• [TASK GOAL]: Word for word, retype the first line of the records and every following line through the one containing "pub async fn shutdown_on_signal(shutdown: Shutdown)".

⟨

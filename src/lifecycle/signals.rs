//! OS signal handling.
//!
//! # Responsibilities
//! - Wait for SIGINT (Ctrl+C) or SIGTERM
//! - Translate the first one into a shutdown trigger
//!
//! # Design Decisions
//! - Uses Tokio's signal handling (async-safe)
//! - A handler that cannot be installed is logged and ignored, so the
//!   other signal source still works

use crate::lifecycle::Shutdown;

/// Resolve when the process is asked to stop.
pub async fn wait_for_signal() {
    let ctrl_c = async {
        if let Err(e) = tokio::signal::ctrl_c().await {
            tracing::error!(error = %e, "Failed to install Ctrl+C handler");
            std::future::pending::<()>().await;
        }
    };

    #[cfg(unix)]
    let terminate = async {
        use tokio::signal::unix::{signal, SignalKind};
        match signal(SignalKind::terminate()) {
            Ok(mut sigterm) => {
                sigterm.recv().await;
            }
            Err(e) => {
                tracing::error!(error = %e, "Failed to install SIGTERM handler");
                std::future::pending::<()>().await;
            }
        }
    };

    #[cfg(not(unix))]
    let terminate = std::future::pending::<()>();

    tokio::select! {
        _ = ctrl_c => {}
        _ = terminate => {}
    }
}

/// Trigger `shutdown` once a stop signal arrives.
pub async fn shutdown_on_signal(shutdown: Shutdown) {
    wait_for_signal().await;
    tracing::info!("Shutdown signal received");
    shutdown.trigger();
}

⟩

• [SOLUTION FOR THIS EXERCISE]:
filename src/lifecycle/signals.rs
//! OS signal handling.
//!
//! # Responsibilities
//! - Wait for SIGINT (Ctrl+C) or SIGTERM
//! - Translate the first one into a shutdown trigger
//!
//! # Design Decisions
//! - Uses Tokio's signal handling (async-safe)
//! - A handler that cannot be installed is logged and ignored, so the
//!   other signal source still works

use crate::lifecycle::Shutdown;

/// Resolve when the process is asked to stop.
pub async fn wait_for_signal() {
    let ctrl_c = async {
        if let Err(e) = tokio::signal::ctrl_c().await {
            tracing::error!(error = %e, "Failed to install Ctrl+C handler");
            std::future::pending::<()>().await;
        }
    };

    #[cfg(unix)]
    let terminate = async {
        use tokio::signal::unix::{signal, SignalKind};
        match signal(SignalKind::terminate()) {
            Ok(mut sigterm) => {
                sigterm.recv().await;
            }
            Err(e) => {
                tracing::error!(error = %e, "Failed to install SIGTERM handler");
                std::future::pending::<()>().await;
            }
        }
    };

    #[cfg(not(unix))]
    let terminate = std::future::pending::<()>();

    tokio::select! {
        _ = ctrl_c => {}
        _ = terminate => {}
    }
}

/// Trigger `shutdown` once a stop signal arrives.
pub async fn shutdown_on_signal(shutdown: Shutdown) {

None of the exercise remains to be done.